For the first time in 28 years England have progressed to the semi-final of the football World Cup. As a result the three lions on the team’s shirt have once again become an iconic symbol of the national dream of footballing glory.
The three lions is really the emblem of the English Football Association (FA), established in 1863 to formalise and regulate a common set of rules to be used across the country. To this day, the FA is the governing body of English football.
The first international match took place in 1872 between England (representing the FA) and Scotland. England wore white jerseys with the FA crest on the chest. This consisted of three navy lions within an outline shield topped by a crown, more than a nod to the design of the Royal Arms of England.
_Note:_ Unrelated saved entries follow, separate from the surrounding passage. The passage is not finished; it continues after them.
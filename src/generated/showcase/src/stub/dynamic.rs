// Copyright 2025 Google LLC
//
// Licensed under the Apache License, Version 2.0 (the "License");
// you may not use this file except in compliance with the License.
// You may obtain a copy of the License at
//
//     https://www.apache.org/licenses/LICENSE-2.0
//
// Unless required by applicable law or agreed to in writing, software
// distributed under the License is distributed on an "AS IS" BASIS,
// WITHOUT WARRANTIES OR CONDITIONS OF ANY KIND, either express or implied.
// See the License for the specific language governing permissions and
// limitations under the License.
//
// Code generated by sidekick. DO NOT EDIT.


/// A dyn-compatible, crate-private version of [super::Identity].
#[async_trait::async_trait]
pub trait Identity: std::fmt::Debug + Send + Sync {
    async fn create_user(
        &self,
        req: crate::model::CreateUserRequest,
        options: gax::options::RequestOptions,
    ) -> crate::Result<gax::response::Response<crate::model::User>>;

    async fn get_user(
        &self,
        req: crate::model::GetUserRequest,
        options: gax::options::RequestOptions,
    ) -> crate::Result<gax::response::Response<crate::model::User>>;

    async fn update_user(
        &self,
        req: crate::model::UpdateUserRequest,
        options: gax::options::RequestOptions,
    ) -> crate::Result<gax::response::Response<crate::model::User>>;

    async fn delete_user(
        &self,
        req: crate::model::DeleteUserRequest,
        options: gax::options::RequestOptions,
    ) -> crate::Result<gax::response::Response<wkt::Empty>>;

    async fn list_users(
        &self,
        req: crate::model::ListUsersRequest,
        options: gax::options::RequestOptions,
    ) -> crate::Result<gax::response::Response<crate::model::ListUsersResponse>>;
}

/// All implementations of [super::Identity] also implement [Identity].
#[async_trait::async_trait]
impl<T: super::Identity> Identity for T {
    /// Forwards the call to the implementation provided by `T`.
    async fn create_user(
        &self,
        req: crate::model::CreateUserRequest,
        options: gax::options::RequestOptions,
    ) -> crate::Result<gax::response::Response<crate::model::User>> {
        T::create_user(self, req, options).await
    }

    /// Forwards the call to the implementation provided by `T`.
    async fn get_user(
        &self,
        req: crate::model::GetUserRequest,
        options: gax::options::RequestOptions,
    ) -> crate::Result<gax::response::Response<crate::model::User>> {
        T::get_user(self, req, options).await
    }

    /// Forwards the call to the implementation provided by `T`.
    async fn update_user(
        &self,
        req: crate::model::UpdateUserRequest,
        options: gax::options::RequestOptions,
    ) -> crate::Result<gax::response::Response<crate::model::User>> {
        T::update_user(self, req, options).await
    }

    /// Forwards the call to the implementation provided by `T`.
    async fn delete_user(
        &self,
        req: crate::model::DeleteUserRequest,
        options: gax::options::RequestOptions,
    ) -> crate::Result<gax::response::Response<wkt::Empty>> {
        T::delete_user(self, req, options).await
    }

    /// Forwards the call to the implementation provided by `T`.
    async fn list_users(
        &self,
        req: crate::model::ListUsersRequest,
        options: gax::options::RequestOptions,
    ) -> crate::Result<gax::response::Response<crate::model::ListUsersResponse>> {
        T::list_users(self, req, options).await
    }
}

/// A dyn-compatible, crate-private version of [super::Messaging].
#[async_trait::async_trait]
pub trait Messaging: std::fmt::Debug + Send + Sync {
    async fn create_room(
        &self,
        req: crate::model::CreateRoomRequest,
        options: gax::options::RequestOptions,
    ) -> crate::Result<gax::response::Response<crate::model::Room>>;

    async fn get_room(
        &self,
        req: crate::model::GetRoomRequest,
        options: gax::options::RequestOptions,
    ) -> crate::Result<gax::response::Response<crate::model::Room>>;

    async fn delete_room(
        &self,
        req: crate::model::DeleteRoomRequest,
        options: gax::options::RequestOptions,
    ) -> crate::Result<gax::response::Response<wkt::Empty>>;

    async fn list_rooms(
        &self,
        req: crate::model::ListRoomsRequest,
        options: gax::options::RequestOptions,
    ) -> crate::Result<gax::response::Response<crate::model::ListRoomsResponse>>;

    async fn create_blurb(
        &self,
        req: crate::model::CreateBlurbRequest,
        options: gax::options::RequestOptions,
    ) -> crate::Result<gax::response::Response<crate::model::Blurb>>;

    async fn get_blurb(
        &self,
        req: crate::model::GetBlurbRequest,
        options: gax::options::RequestOptions,
    ) -> crate::Result<gax::response::Response<crate::model::Blurb>>;

    async fn list_blurbs(
        &self,
        req: crate::model::ListBlurbsRequest,
        options: gax::options::RequestOptions,
    ) -> crate::Result<gax::response::Response<crate::model::ListBlurbsResponse>>;

    async fn search_blurbs(
        &self,
        req: crate::model::SearchBlurbsRequest,
        options: gax::options::RequestOptions,
    ) -> crate::Result<gax::response::Response<crate::model::SearchBlurbsResponse>>;
}

/// All implementations of [super::Messaging] also implement [Messaging].
#[async_trait::async_trait]
impl<T: super::Messaging> Messaging for T {
    /// Forwards the call to the implementation provided by `T`.
    async fn create_room(
        &self,
        req: crate::model::CreateRoomRequest,
        options: gax::options::RequestOptions,
    ) -> crate::Result<gax::response::Response<crate::model::Room>> {
        T::create_room(self, req, options).await
    }

    /// Forwards the call to the implementation provided by `T`.
    async fn get_room(
        &self,
        req: crate::model::GetRoomRequest,
        options: gax::options::RequestOptions,
    ) -> crate::Result<gax::response::Response<crate::model::Room>> {
        T::get_room(self, req, options).await
    }

    /// Forwards the call to the implementation provided by `T`.
    async fn delete_room(
        &self,
        req: crate::model::DeleteRoomRequest,
        options: gax::options::RequestOptions,
    ) -> crate::Result<gax::response::Response<wkt::Empty>> {
        T::delete_room(self, req, options).await
    }

    /// Forwards the call to the implementation provided by `T`.
    async fn list_rooms(
        &self,
        req: crate::model::ListRoomsRequest,
        options: gax::options::RequestOptions,
    ) -> crate::Result<gax::response::Response<crate::model::ListRoomsResponse>> {
        T::list_rooms(self, req, options).await
    }

    /// Forwards the call to the implementation provided by `T`.
    async fn create_blurb(
        &self,
        req: crate::model::CreateBlurbRequest,
        options: gax::options::RequestOptions,
    ) -> crate::Result<gax::response::Response<crate::model::Blurb>> {
        T::create_blurb(self, req, options).await
    }

    /// Forwards the call to the implementation provided by `T`.
    async fn get_blurb(
        &self,
        req: crate::model::GetBlurbRequest,
        options: gax::options::RequestOptions,
    ) -> crate::Result<gax::response::Response<crate::model::Blurb>> {
        T::get_blurb(self, req, options).await
    }

    /// Forwards the call to the implementation provided by `T`.
    async fn list_blurbs(
        &self,
        req: crate::model::ListBlurbsRequest,
        options: gax::options::RequestOptions,
    ) -> crate::Result<gax::response::Response<crate::model::ListBlurbsResponse>> {
        T::list_blurbs(self, req, options).await
    }

    /// Forwards the call to the implementation provided by `T`.
    async fn search_blurbs(
        &self,
        req: crate::model::SearchBlurbsRequest,
        options: gax::options::RequestOptions,
    ) -> crate::Result<gax::response::Response<crate::model::SearchBlurbsResponse>> {
        T::search_blurbs(self, req, options).await
    }
}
This design was used with some variation in every international match following and was put on an official footing after the war when the College of Arms (responsible for heraldry in England and Wales) granted a coat of arms to the FA. This combined the three lions with a background of Tudor roses, but removing the crown as this design was being used by the England cricket team. The new FA arms kept the existing style of navy on white but was suitably differenced from the emblems of other sports teams and the English Royal Arms.
Representing England by three lions goes back to the Middle Ages. Lions were common heraldic devices, no doubt noted for their strength and courage. William the Conqueror was reputed to have used three lions on his shield, though this was not put forward until nearly two centuries after his death. Indeed, heraldry as a system of hereditary personal symbols only definitely appears in the mid-12th century.
Although it may have been used earlier, the first contemporary evidence we have of an English king using three lions is in the reign of Richard the Lionheart. On his second Great Seal from the 1190s he is shown riding on horseback in armour, bearing a shield with three lions. In every subsequent reign this shield design was used by kings and queens to represent England, irrespective of changes of the families who ruled.
So by the time that the FA were seeking a symbol to adequately represent the national football team of England, what better authoritative symbol could there be? Even more powerful than the flag of St George, that had long been overtaken by the British Union Flag. And so it has remained to this day.